Go through the data and copy each line where the string "value" appears.

[Collection entries]
--- START ---

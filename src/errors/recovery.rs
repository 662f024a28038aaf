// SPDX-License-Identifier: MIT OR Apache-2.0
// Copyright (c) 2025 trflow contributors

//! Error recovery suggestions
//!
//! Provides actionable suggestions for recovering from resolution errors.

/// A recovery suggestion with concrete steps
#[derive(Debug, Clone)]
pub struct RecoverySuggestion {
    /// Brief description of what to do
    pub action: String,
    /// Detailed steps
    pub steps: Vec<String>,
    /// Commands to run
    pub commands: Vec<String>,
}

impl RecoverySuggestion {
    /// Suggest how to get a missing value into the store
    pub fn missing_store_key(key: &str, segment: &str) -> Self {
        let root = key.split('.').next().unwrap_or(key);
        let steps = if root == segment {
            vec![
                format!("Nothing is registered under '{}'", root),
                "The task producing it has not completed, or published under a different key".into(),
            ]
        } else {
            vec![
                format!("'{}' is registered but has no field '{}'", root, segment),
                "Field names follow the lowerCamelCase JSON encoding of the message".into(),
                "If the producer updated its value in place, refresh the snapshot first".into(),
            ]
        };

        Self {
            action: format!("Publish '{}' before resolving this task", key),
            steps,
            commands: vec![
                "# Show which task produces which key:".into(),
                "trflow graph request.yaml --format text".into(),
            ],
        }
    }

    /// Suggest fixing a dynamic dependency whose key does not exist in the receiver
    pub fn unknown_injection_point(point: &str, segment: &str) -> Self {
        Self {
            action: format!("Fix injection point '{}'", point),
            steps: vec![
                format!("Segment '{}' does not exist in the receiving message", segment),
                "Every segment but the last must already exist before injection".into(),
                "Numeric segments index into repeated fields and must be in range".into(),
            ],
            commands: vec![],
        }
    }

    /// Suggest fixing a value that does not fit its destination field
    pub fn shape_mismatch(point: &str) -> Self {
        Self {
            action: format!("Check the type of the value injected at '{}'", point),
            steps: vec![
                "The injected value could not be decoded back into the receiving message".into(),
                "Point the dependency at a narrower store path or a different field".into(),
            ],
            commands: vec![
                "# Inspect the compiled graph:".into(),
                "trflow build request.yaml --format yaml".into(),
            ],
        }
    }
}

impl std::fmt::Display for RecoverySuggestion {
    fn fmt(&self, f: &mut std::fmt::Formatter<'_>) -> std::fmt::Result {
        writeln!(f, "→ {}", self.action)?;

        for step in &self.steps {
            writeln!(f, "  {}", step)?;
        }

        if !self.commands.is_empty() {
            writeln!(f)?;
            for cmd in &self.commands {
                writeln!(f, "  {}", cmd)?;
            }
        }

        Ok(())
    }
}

--- END ---

▶ _Worked solution_
    /// Suggest how to get a missing value into the store
                "If the producer updated its value in place, refresh the snapshot first".into(),
    /// Suggest fixing a value that does not fit its destination field
            action: format!("Check the type of the value injected at '{}'", point),
                "The injected value could not be decoded back into the receiving message".into(),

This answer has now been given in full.